Claudia Christy is the Tobacco Free Event Coordinator at Parkland. She has been with the college for about two months and has planned two events in celebration of the campus going smoke free. One event is still in the works and will take place closer to Thanksgiving.

The first event, the Smoke Free Lunch, was held on July 1 in the area outside of the cafeteria from 11 a.m. to 1 p.m.

Students, faculty, and staff were invited to come eat and hang out. Christy explained her thoughts on the celebration.

“It’s really a celebration of Parkland becoming tobacco free. We want to let the community know that we’re excited about it and hope they can come out to have a good time,” Christy stated.

Christy knows the Parkland campus well. She attended classes at the college for two years before transferring to the University of Illinois. She saw firsthand the smoke free policy there and how it was implemented.

Now she feels as if she’s in familiar territory and is looking to give back to the campus that started her collegiate career. She believes the Smoke Free Lunch is just the first step in providing education about the smoking ban and has high hopes that the policy will affect the campus positively in the long term.

“The health and well-being of a large group is really more important than the actions of one person. I remember having to walk through a cloud of smoke sometimes just to get into the building,” Christy remarked.

In addition to the Smoke Free Lunch, a Campus Smoking Policy Task Force was created. John Eby is the chair of this task force as well as a member of the wellness committee. He helps guide the task force in decision-making and policy writing. He also acts as a liaison to Parkland administration.

Eby provided some insight into the importance of the new policy and some of its intended implications.
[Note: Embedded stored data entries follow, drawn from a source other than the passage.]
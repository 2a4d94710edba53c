use anchor_lang::prelude::*;
use std::result::Result as StdResult;

use crate::constants::MAX_MAINTAINERS;
use crate::error::FaucetError;

/// PDA holding the maintainer set (<= 16 entries).
///
/// Membership is a strict boolean: re-adding an existing maintainer or
/// removing a non-maintainer is rejected, never silently ignored. Entry order
/// carries no meaning; removal swaps the last live entry into the hole.
#[account]
pub struct Maintainers {
    /// Live entry count.
    pub count: u8,
    /// Fixed-capacity entry slots; slots at index >= count are zeroed.
    pub entries: [Pubkey; MAX_MAINTAINERS],
}

impl Maintainers {
    /// Space for discriminator + count + fixed entries array.
    pub const fn space() -> usize {
        8 + 1 + 32 * MAX_MAINTAINERS
    }

    pub fn contains(&self, key: &Pubkey) -> bool {
        self.entries.iter().take(self.count as usize).any(|e| e == key)
    }

    pub fn add(&mut self, key: Pubkey) -> StdResult<(), FaucetError> {
        if self.contains(&key) {
            return Err(FaucetError::AlreadyMaintainer);
        }
        let idx = self.count as usize;
        if idx >= MAX_MAINTAINERS {
            return Err(FaucetError::MaintainerListFull);
        }
        self.entries[idx] = key;
        self.count = self.count.checked_add(1).ok_or(FaucetError::MathOverflow)?;
        Ok(())
    }

    pub fn remove(&mut self, key: &Pubkey) -> StdResult<(), FaucetError> {
        let live = self.count as usize;
        let idx = self
            .entries
            .iter()
            .take(live)
            .position(|e| e == key)
            .ok_or(FaucetError::NotMaintainer)?;
        self.entries[idx] = self.entries[live - 1];
        self.entries[live - 1] = Pubkey::default();
        self.count -= 1;
        Ok(())
    }
}

#[cfg(test)]
mod tests {
    use super::*;

    fn key(byte: u8) -> Pubkey {
        Pubkey::new_from_array([byte; 32])
    }

    fn empty() -> Maintainers {
        Maintainers {
            count: 0,
            entries: [Pubkey::default(); MAX_MAINTAINERS],
        }
    }

    #[test]
    fn add_then_contains() {
        let mut m = empty();
        m.add(key(1)).unwrap();
        assert!(m.contains(&key(1)));
        assert!(!m.contains(&key(2)));
        assert_eq!(m.count, 1);
    }

    #[test]
    fn duplicate_add_rejected_membership_unchanged() {
        let mut m = empty();
        m.add(key(1)).unwrap();
        assert!(matches!(m.add(key(1)), Err(FaucetError::AlreadyMaintainer)));
        assert!(m.contains(&key(1)));
        assert_eq!(m.count, 1);
    }

    #[test]
    fn remove_non_member_rejected() {
        let mut m = empty();
        m.add(key(1)).unwrap();
        assert!(matches!(m.remove(&key(2)), Err(FaucetError::NotMaintainer)));
        assert_eq!(m.count, 1);
    }

    #[test]
    fn remove_middle_keeps_rest() {
        let mut m = empty();
        m.add(key(1)).unwrap();
        m.add(key(2)).unwrap();
        m.add(key(3)).unwrap();
        m.remove(&key(2)).unwrap();
        assert_eq!(m.count, 2);
        assert!(m.contains(&key(1)));
        assert!(!m.contains(&key(2)));
        assert!(m.contains(&key(3)));
        // second removal of the same key must fail
        assert!(matches!(m.remove(&key(2)), Err(FaucetError::NotMaintainer)));
    }

    #[test]
    fn remove_then_re_add() {
        let mut m = empty();
        m.add(key(1)).unwrap();
        m.remove(&key(1)).unwrap();
        assert_eq!(m.count, 0);
        m.add(key(1)).unwrap();
        assert!(m.contains(&key(1)));
    }

    #[test]
    fn capacity_bound() {
        let mut m = empty();
        for b in 0..MAX_MAINTAINERS as u8 {
            m.add(key(b + 1)).unwrap();
        }
        assert!(matches!(m.add(key(200)), Err(FaucetError::MaintainerListFull)));
        assert_eq!(m.count as usize, MAX_MAINTAINERS);
    }
}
“To me, it is a natural outgrowth of a well-researched, well-documented, and therefore well-known approach to providing a healthier learning and work environment. In addition, it can be considered a hazard prevention and cost saving measure,” Eby provided. “Short and long term it would be an improved learning and work environment. Reduction in fire hazard and litter control are also a benefit. In the long term it could mean a savings on insurance expenses — both property and health care.”
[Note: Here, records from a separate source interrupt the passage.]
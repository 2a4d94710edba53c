use anchor_lang::prelude::*;

use crate::error::FaucetError;
use crate::state::FaucetState;

pub fn pause(ctx: Context<Pause>) -> Result<()> {
    let st = &mut ctx.accounts.faucet_state;
    require_keys_eq!(ctx.accounts.owner.key(), st.owner, FaucetError::UnauthorizedOwner);
    require!(!st.paused, FaucetError::FaucetPaused);
    st.paused = true;
    emit!(FaucetPaused { owner: st.owner });
    Ok(())
}

#[derive(Accounts)]
pub struct Pause<'info> {
    #[account(mut, seeds = [b"faucet_state"], bump)]
    pub faucet_state: Account<'info, FaucetState>,
    pub owner: Signer<'info>,
}

#[event]
pub struct FaucetPaused {
    pub owner: Pubkey,
}
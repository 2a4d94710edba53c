//! Program-wide constants.

/// Max maintainers stored in the maintainer list PDA.
pub const MAX_MAINTAINERS: usize = 16;

/// Per-recipient cooldown between drips (1 day, Unix seconds).
pub const COOLDOWN_SECONDS: i64 = 86_400;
The new policy is still not fully approved yet. It has been approved by the PCA, the Parkland College Association. It still needs to be approved by the Board of Trustees to become official. Eby is confident that it will pass since it is a state requirement. He also believes that referring to it as a ban is not entirely correct.

“I believe the term ‘ban’ implies that Parkland College is acting unilaterally, so it’s necessary that people understand, July 1st is the start date of a new law, in the State of Illinois,” he stated.  “It’s more than a change in policy for Parkland.  The law covers all campus properties, owned by or leased to, all two and four year state institutions of higher education.  So, the law affects all of Parkland College.”

With the new law coming into effect, some at the college feel a bit disgruntled about it. Patti Arthur, an office assistant in the counseling and advising department, voiced some of her concerns.

“There is a better alternative.  I used to work at a factory and they had smoking areas set up outside.  They were enclosed and away from most people so there was no worry of second hand inhalation.  Kraft had something similar, as well.  Once you start imposing your will on others just because you don’t like something or disagree with it, your society evolves from
egalitarian to something Orwellian and repressive,” Arthur said.

Signs are on their way and will be placed in parking lots, entryways, and various areas around campus. These signs will inform not just students and staff about the policy but volunteers, vendors, and visitors coming to campus.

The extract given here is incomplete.